--- INPUT MATERIAL ---

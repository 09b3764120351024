use thiserror::Error;
use uuid::Uuid;

use crate::dao::models::ParticipantId;

const MAX_ID_LENGTH: usize = 64;

/// Rejected caller-supplied participant identifier.
#[derive(Debug, Clone, PartialEq, Eq, Error)]
#[error("invalid participant id `{0}`: expected 1-64 characters of [A-Za-z0-9_-]")]
pub struct InvalidParticipantId(pub String);

impl ParticipantId {
    /// Fresh random identifier (UUID v4, 122 random bits, simple hex form).
    pub fn generate() -> Self {
        Self::new(Uuid::new_v4().simple().to_string())
    }

    /// Accept an identifier a client kept from an earlier session (e.g. across a reload).
    pub fn parse(raw: &str) -> Result<Self, InvalidParticipantId> {
        let valid = !raw.is_empty()
            && raw.len() <= MAX_ID_LENGTH
            && raw
                .chars()
                .all(|c| c.is_ascii_alphanumeric() || c == '-' || c == '_');
        if valid {
            Ok(Self::new(raw))
        } else {
            Err(InvalidParticipantId(raw.to_owned()))
        }
    }
}

/// Identity of the local participant for the lifetime of a session.
#[derive(Debug, Clone, PartialEq, Eq)]
pub struct SessionIdentity {
    participant_id: ParticipantId,
}

impl SessionIdentity {
    /// Generate a new identity.
    pub fn new() -> Self {
        Self {
            participant_id: ParticipantId::generate(),
        }
    }

    /// Resume an identity the client already holds.
    pub fn resume(participant_id: ParticipantId) -> Self {
        Self { participant_id }
    }

    /// The stable participant identifier.
    pub fn participant_id(&self) -> &ParticipantId {
        &self.participant_id
    }
}

impl Default for SessionIdentity {
    fn default() -> Self {
        Self::new()
    }
}
use utoipa::OpenApi;

#[derive(OpenApi)]
/// Aggregated OpenAPI specification for the Would You Rather backend.
#[openapi(
    paths(
        crate::routes::health::healthcheck,
        crate::routes::rooms::join_room,
        crate::routes::rooms::get_room,
        crate::routes::sessions::get_view,
        crate::routes::sessions::submit_choice,
        crate::routes::sessions::advance_round,
        crate::routes::sessions::play_again,
        crate::routes::sessions::leave_room,
        crate::routes::sse::session_stream,
    ),
    components(
        schemas(
            crate::dto::health::HealthResponse,
            crate::dto::room::RoomRecord,
            crate::dto::room::ParticipantSummary,
            crate::dto::session::JoinRoomRequest,
            crate::dto::session::JoinRoomResponse,
            crate::dto::session::SubmitChoiceRequest,
            crate::dto::session::AdvanceResult,
            crate::dto::session::AdvanceResponse,
            crate::dto::sse::Handshake,
            crate::dto::sse::SystemStatus,
            crate::session::RoomView,
            crate::session::MatchEvent,
            crate::session::Prompt,
        )
    ),
    tags(
        (name = "health", description = "Health check endpoints"),
        (name = "rooms", description = "Joining and inspecting rooms"),
        (name = "sessions", description = "Gameplay on behalf of one participant"),
        (name = "sse", description = "Server-sent events streams"),
    )
)]
pub struct ApiDoc;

---

#### EXERCISE DETAILS:
All records above are to be output again exactly as they stand.

#### EXPECTED ANSWER:
repository 09b3764120351024
use thiserror::Error;
use uuid::Uuid;

use crate::dao::models::ParticipantId;

const MAX_ID_LENGTH: usize = 64;

/// Rejected caller-supplied participant identifier.
#[derive(Debug, Clone, PartialEq, Eq, Error)]
#[error("invalid participant id `{0}`: expected 1-64 characters of [A-Za-z0-9_-]")]
pub struct InvalidParticipantId(pub String);

impl ParticipantId {
    /// Fresh random identifier (UUID v4, 122 random bits, simple hex form).
    pub fn generate() -> Self {
        Self::new(Uuid::new_v4().simple().to_string())
    }

    /// Accept an identifier a client kept from an earlier session (e.g. across a reload).
    pub fn parse(raw: &str) -> Result<Self, InvalidParticipantId> {
        let valid = !raw.is_empty()
            && raw.len() <= MAX_ID_LENGTH
            && raw
                .chars()
                .all(|c| c.is_ascii_alphanumeric() || c == '-' || c == '_');
        if valid {
            Ok(Self::new(raw))
        } else {
            Err(InvalidParticipantId(raw.to_owned()))
        }
    }
}

/// Identity of the local participant for the lifetime of a session.
#[derive(Debug, Clone, PartialEq, Eq)]
pub struct SessionIdentity {
    participant_id: ParticipantId,
}

impl SessionIdentity {
    /// Generate a new identity.
    pub fn new() -> Self {
        Self {
            participant_id: ParticipantId::generate(),
        }
    }

    /// Resume an identity the client already holds.
    pub fn resume(participant_id: ParticipantId) -> Self {
        Self { participant_id }
    }

    /// The stable participant identifier.
    pub fn participant_id(&self) -> &ParticipantId {
        &self.participant_id
    }
}

impl Default for SessionIdentity {
    fn default() -> Self {
        Self::new()
    }
}
use utoipa::OpenApi;

#[derive(OpenApi)]
/// Aggregated OpenAPI specification for the Would You Rather backend.
#[openapi(
    paths(
        crate::routes::health::healthcheck,
        crate::routes::rooms::join_room,
        crate::routes::rooms::get_room,
        crate::routes::sessions::get_view,
        crate::routes::sessions::submit_choice,
        crate::routes::sessions::advance_round,
        crate::routes::sessions::play_again,
        crate::routes::sessions::leave_room,
        crate::routes::sse::session_stream,
    ),
    components(
        schemas(
            crate::dto::health::HealthResponse,
            crate::dto::room::RoomRecord,
            crate::dto::room::ParticipantSummary,
            crate::dto::session::JoinRoomRequest,
            crate::dto::session::JoinRoomResponse,
            crate::dto::session::SubmitChoiceRequest,
            crate::dto::session::AdvanceResult,
            crate::dto::session::AdvanceResponse,
            crate::dto::sse::Handshake,
            crate::dto::sse::SystemStatus,
            crate::session::RoomView,
            crate::session::MatchEvent,
            crate::session::Prompt,
        )
    ),
    tags(
        (name = "health", description = "Health check endpoints"),
        (name = "rooms", description = "Joining and inspecting rooms"),
        (name = "sessions", description = "Gameplay on behalf of one participant"),
        (name = "sse", description = "Server-sent events streams"),
    )
)]
pub struct ApiDoc;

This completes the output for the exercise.